━━━ Extracted material

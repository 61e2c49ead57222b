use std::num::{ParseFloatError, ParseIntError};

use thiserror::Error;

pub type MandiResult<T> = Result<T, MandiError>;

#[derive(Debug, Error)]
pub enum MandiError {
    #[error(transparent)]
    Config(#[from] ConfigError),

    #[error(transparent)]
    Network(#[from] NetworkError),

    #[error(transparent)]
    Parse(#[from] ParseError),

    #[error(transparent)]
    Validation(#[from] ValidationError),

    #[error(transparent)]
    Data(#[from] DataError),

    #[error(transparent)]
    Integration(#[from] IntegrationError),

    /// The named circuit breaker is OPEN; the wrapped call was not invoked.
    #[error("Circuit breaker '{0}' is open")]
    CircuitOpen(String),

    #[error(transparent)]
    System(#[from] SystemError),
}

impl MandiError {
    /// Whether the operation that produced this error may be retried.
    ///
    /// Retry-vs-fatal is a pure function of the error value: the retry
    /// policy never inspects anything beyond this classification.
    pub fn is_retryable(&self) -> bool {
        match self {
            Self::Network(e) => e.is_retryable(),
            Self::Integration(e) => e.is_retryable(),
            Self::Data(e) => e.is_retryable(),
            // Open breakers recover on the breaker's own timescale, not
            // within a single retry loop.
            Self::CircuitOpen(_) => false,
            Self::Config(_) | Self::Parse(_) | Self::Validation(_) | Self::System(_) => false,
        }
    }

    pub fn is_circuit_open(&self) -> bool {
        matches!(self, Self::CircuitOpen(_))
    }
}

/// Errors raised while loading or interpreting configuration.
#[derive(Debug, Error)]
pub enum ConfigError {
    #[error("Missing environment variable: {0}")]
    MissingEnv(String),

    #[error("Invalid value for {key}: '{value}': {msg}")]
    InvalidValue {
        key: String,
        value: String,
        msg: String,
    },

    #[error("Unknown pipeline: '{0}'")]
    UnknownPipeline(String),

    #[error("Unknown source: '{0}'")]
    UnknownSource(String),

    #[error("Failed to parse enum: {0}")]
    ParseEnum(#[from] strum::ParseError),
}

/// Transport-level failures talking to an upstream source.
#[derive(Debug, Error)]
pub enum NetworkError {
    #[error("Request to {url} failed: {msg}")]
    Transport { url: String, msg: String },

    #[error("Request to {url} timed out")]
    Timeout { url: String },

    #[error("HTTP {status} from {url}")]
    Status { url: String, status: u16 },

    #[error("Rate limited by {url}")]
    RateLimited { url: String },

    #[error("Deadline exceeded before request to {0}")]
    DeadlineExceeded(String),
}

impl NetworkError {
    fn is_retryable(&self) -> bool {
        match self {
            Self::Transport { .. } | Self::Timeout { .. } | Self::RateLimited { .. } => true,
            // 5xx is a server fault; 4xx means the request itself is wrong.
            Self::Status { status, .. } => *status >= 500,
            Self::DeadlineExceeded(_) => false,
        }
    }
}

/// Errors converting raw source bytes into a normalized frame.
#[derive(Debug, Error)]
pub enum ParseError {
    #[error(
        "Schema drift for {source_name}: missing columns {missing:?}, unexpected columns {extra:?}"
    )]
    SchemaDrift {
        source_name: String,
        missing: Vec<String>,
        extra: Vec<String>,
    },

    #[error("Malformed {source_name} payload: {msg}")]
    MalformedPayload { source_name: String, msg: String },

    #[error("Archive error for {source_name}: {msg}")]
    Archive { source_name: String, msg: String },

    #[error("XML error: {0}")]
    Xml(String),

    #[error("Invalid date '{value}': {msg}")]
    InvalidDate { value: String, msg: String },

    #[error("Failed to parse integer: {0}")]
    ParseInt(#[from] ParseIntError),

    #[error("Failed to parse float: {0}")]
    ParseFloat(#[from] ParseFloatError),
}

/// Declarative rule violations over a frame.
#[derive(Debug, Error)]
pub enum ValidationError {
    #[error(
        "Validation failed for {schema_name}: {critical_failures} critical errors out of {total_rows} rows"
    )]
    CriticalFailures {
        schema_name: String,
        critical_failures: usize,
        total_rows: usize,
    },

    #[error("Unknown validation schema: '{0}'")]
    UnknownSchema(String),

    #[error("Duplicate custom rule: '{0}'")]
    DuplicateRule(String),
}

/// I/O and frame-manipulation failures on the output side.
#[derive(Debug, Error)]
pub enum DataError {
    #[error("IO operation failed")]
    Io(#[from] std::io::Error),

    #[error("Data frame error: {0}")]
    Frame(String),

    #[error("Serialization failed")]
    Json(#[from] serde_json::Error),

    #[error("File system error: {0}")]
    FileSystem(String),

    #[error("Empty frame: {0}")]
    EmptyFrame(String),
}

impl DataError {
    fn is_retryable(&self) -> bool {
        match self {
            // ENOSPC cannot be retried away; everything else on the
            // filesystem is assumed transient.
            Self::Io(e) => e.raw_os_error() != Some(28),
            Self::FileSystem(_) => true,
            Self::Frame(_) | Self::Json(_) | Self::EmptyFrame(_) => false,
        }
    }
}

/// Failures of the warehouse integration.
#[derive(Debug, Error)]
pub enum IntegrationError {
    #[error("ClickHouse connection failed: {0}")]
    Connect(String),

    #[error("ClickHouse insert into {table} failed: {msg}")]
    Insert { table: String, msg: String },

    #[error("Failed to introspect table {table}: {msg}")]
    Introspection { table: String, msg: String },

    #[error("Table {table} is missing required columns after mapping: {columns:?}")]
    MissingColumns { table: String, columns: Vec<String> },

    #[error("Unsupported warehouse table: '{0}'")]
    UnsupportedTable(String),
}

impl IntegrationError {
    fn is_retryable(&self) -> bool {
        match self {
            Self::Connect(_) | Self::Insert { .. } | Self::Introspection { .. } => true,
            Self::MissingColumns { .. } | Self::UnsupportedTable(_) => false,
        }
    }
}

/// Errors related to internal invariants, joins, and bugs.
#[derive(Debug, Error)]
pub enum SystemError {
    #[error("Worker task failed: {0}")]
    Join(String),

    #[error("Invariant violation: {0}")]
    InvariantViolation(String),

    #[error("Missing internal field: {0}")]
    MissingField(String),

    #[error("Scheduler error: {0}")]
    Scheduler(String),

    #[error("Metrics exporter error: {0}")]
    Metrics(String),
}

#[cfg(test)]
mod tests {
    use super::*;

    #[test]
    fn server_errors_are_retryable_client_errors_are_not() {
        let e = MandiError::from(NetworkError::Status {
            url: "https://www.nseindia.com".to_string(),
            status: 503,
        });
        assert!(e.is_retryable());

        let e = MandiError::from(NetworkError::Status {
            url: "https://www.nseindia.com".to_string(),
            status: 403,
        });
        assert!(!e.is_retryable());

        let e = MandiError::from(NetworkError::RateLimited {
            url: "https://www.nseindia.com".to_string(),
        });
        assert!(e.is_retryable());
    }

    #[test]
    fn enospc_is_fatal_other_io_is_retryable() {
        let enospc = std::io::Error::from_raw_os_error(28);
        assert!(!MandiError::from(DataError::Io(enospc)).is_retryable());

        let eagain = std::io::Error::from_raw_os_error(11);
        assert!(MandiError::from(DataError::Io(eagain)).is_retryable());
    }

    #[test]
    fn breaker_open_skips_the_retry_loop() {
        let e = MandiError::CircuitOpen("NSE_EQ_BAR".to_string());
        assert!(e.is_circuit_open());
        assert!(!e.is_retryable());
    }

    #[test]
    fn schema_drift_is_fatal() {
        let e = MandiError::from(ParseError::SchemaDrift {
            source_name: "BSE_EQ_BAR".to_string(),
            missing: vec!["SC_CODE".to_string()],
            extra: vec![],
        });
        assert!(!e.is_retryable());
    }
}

━━━━━━
━━━ Extracted material

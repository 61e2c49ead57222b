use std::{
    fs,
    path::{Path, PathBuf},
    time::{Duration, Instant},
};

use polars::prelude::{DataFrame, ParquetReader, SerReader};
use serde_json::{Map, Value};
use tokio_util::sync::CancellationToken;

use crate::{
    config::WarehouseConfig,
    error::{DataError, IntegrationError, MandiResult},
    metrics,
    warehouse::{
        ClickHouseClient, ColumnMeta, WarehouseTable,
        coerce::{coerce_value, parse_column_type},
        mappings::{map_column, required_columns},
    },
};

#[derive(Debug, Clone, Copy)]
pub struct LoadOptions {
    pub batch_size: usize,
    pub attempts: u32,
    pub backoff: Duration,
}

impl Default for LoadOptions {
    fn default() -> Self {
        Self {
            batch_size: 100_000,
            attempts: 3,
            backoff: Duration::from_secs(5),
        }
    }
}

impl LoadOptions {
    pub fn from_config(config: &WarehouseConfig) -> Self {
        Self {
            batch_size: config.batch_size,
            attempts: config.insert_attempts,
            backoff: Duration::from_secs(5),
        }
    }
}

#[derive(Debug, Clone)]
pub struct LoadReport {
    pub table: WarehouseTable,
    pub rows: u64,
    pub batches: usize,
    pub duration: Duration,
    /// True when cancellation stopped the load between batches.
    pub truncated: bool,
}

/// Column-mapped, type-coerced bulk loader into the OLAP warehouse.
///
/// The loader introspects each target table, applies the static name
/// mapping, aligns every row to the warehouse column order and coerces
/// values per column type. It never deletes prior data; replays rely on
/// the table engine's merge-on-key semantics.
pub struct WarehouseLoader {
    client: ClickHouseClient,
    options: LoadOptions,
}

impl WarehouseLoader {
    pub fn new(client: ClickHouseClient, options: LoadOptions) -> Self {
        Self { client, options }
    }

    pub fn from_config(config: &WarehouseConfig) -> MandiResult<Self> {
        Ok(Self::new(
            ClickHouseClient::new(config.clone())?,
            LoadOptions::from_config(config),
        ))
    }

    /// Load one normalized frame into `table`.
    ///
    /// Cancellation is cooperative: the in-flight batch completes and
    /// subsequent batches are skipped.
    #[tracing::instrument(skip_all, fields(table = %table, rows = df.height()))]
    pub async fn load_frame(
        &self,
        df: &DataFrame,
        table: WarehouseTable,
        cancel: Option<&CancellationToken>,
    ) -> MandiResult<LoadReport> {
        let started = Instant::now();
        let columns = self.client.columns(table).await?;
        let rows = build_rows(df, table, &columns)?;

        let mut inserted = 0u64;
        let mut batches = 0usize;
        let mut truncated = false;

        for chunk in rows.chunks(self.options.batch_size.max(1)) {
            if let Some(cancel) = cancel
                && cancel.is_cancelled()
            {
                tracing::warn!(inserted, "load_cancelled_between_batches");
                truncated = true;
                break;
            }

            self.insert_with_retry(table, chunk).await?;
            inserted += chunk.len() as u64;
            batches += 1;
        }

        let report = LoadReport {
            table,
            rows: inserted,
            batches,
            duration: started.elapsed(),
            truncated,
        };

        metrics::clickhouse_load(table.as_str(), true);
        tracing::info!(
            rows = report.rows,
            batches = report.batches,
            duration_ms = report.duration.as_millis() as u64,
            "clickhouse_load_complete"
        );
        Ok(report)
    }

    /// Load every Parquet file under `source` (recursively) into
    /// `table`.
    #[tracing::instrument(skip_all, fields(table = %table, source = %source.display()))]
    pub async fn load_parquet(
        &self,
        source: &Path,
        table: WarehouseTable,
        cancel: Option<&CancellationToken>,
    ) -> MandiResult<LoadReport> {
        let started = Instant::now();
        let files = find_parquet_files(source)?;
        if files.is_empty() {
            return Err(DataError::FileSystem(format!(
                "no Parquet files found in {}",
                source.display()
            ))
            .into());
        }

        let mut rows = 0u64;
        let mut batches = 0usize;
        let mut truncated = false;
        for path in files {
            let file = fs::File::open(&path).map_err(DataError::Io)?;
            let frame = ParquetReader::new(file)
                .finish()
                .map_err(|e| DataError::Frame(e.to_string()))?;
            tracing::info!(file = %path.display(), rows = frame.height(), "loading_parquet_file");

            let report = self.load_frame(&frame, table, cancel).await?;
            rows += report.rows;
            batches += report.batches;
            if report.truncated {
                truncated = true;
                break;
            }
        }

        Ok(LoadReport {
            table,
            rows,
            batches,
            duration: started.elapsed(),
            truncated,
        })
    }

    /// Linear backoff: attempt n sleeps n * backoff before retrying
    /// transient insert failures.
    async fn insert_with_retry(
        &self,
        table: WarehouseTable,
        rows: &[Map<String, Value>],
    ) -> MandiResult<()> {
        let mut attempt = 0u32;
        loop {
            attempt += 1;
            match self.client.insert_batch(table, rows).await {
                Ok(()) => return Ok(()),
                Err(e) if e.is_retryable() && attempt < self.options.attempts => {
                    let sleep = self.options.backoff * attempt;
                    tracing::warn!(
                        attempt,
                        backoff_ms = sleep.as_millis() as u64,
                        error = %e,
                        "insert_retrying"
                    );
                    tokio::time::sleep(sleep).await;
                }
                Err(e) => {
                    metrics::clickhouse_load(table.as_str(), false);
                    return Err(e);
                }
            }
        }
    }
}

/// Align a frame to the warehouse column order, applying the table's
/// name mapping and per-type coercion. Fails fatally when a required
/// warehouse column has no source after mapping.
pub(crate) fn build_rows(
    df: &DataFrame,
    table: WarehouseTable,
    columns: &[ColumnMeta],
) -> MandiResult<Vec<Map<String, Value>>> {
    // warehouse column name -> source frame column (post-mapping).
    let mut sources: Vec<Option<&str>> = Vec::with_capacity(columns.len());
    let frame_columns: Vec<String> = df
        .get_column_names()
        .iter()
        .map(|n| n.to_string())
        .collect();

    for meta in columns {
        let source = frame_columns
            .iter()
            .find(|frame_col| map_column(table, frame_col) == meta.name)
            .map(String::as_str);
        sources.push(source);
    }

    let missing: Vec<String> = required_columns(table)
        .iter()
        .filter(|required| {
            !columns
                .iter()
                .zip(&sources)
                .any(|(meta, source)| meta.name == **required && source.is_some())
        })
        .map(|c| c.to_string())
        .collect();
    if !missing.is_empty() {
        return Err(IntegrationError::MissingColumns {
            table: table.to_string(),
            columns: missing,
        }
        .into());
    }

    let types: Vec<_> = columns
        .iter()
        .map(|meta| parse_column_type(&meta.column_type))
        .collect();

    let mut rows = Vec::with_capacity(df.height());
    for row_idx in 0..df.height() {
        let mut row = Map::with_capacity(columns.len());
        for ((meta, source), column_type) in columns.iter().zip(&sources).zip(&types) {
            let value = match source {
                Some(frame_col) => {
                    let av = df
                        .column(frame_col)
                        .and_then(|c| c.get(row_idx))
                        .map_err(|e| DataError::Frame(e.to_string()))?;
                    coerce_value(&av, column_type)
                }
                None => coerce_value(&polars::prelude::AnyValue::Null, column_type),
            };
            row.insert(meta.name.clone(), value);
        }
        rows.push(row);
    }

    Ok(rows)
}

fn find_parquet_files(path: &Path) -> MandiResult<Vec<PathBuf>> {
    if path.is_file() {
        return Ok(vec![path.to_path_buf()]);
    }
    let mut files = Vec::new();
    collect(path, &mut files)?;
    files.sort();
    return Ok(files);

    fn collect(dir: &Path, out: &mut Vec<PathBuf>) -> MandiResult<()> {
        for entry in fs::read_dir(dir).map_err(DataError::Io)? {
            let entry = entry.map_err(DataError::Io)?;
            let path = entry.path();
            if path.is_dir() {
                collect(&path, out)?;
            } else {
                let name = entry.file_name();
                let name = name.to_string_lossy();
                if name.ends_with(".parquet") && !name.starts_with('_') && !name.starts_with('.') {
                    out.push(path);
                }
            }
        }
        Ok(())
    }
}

━━━━━━

= Directions for this task =
Find the string "Timeout" in the material above, and report every line where it occurs.

= Answer box =
    Timeout { url: String },
            Self::Transport { .. } | Self::Timeout { .. } | Self::RateLimited { .. } => true,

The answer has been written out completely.